DATA EXTRACTS: Begin

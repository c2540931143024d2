mod endpoint;

pub use endpoint::*;

use std::io;

use tokio_util::sync::CancellationToken;
use tracing::{debug, trace};

use crate::session::{StreamHandle, StreamReceiver, StreamSender};
use crate::{Result, TunnelError};

/// Bytes moved by one finished relay.
#[derive(Debug, Default, Clone, Copy, PartialEq, Eq)]
pub struct RelayStats {
    /// Network to stream.
    pub sent: u64,
    /// Stream to network.
    pub received: u64,
}

/// Copies bytes both ways between one network endpoint and one stream.
///
/// The two directions end independently: end of data on either side only
/// half-closes the other, so in-flight data in the open direction still
/// arrives. An error in either direction cancels both. Cancelling the
/// pump's token closes the stream gracefully, and tearing down the stream's
/// session cancels it the same way.
pub struct RelayPump {
    token: CancellationToken,
}

impl RelayPump {
    pub fn new(token: CancellationToken) -> Self {
        Self { token }
    }

    /// Runs until both directions finished.
    pub async fn run(
        &self,
        reader: Box<dyn EndpointReader>,
        writer: Box<dyn EndpointWriter>,
        stream: StreamHandle,
    ) -> Result<RelayStats> {
        let id = stream.id();
        let session = stream.session().clone();
        let token = self.token.child_token();
        let (sender, receiver) = stream.into_split();

        let upstream = tokio::spawn(network_to_stream(reader, sender, token.clone()));
        let downstream = tokio::spawn(stream_to_network(receiver, writer, token.clone()));
        let relays = async move { tokio::join!(upstream, downstream) };
        tokio::pin!(relays);

        let (upstream, downstream) = tokio::select! {
            joined = &mut relays => joined,
            _ = session.closed() => {
                debug!(stream = id, "session closed, stopping relay");
                token.cancel();
                relays.await
            }
        };

        let sent = flatten(upstream);
        let received = flatten(downstream);
        debug!(stream = id, ?sent, ?received, "relay finished");

        Ok(RelayStats {
            sent: sent?,
            received: received?,
        })
    }
}

fn flatten(joined: std::result::Result<Result<u64>, tokio::task::JoinError>) -> Result<u64> {
    match joined {
        Ok(result) => result,
        Err(err) => Err(TunnelError::Io(io::Error::new(io::ErrorKind::Other, err))),
    }
}

async fn network_to_stream(
    mut reader: Box<dyn EndpointReader>,
    mut sender: StreamSender,
    token: CancellationToken,
) -> Result<u64> {
    let mut sent = 0u64;

    loop {
        let read = tokio::select! {
            read = reader.read() => read,
            _ = token.cancelled() => {
                let _ = sender.close().await;
                return Ok(sent);
            }
        };

        match read {
            Ok(Some(data)) => {
                sent += data.len() as u64;
                if let Err(err) = sender.send(data).await {
                    token.cancel();
                    return Err(err);
                }
            }
            Ok(None) => {
                trace!(stream = sender.id(), "network reached end of data");
                if let Err(err) = sender.close().await {
                    token.cancel();
                    return Err(err);
                }
                return Ok(sent);
            }
            Err(err) => {
                sender.reset(&err.to_string()).await;
                token.cancel();
                return Err(err);
            }
        }
    }
}

async fn stream_to_network(
    mut receiver: StreamReceiver,
    mut writer: Box<dyn EndpointWriter>,
    token: CancellationToken,
) -> Result<u64> {
    let mut received = 0u64;

    loop {
        let next = tokio::select! {
            next = receiver.receive() => next,
            _ = token.cancelled() => return Ok(received),
        };

        match next {
            Ok(Some(data)) => {
                received += data.len() as u64;
                if let Err(err) = writer.write(data).await {
                    receiver.reset(&err.to_string()).await;
                    token.cancel();
                    return Err(err);
                }
            }
            Ok(None) => {
                trace!(stream = receiver.id(), "stream reached end of data");
                let _ = writer.shutdown().await;
                return Ok(received);
            }
            Err(err) => {
                token.cancel();
                return Err(err);
            }
        }
    }
}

DATA EXTRACTS: End

[ASSIGNMENT] Show every line above in which the word "joined" is found.

[ANSWER BOX]
            joined = &mut relays => joined,
fn flatten(joined: std::result::Result<Result<u64>, tokio::task::JoinError>) -> Result<u64> {
    match joined {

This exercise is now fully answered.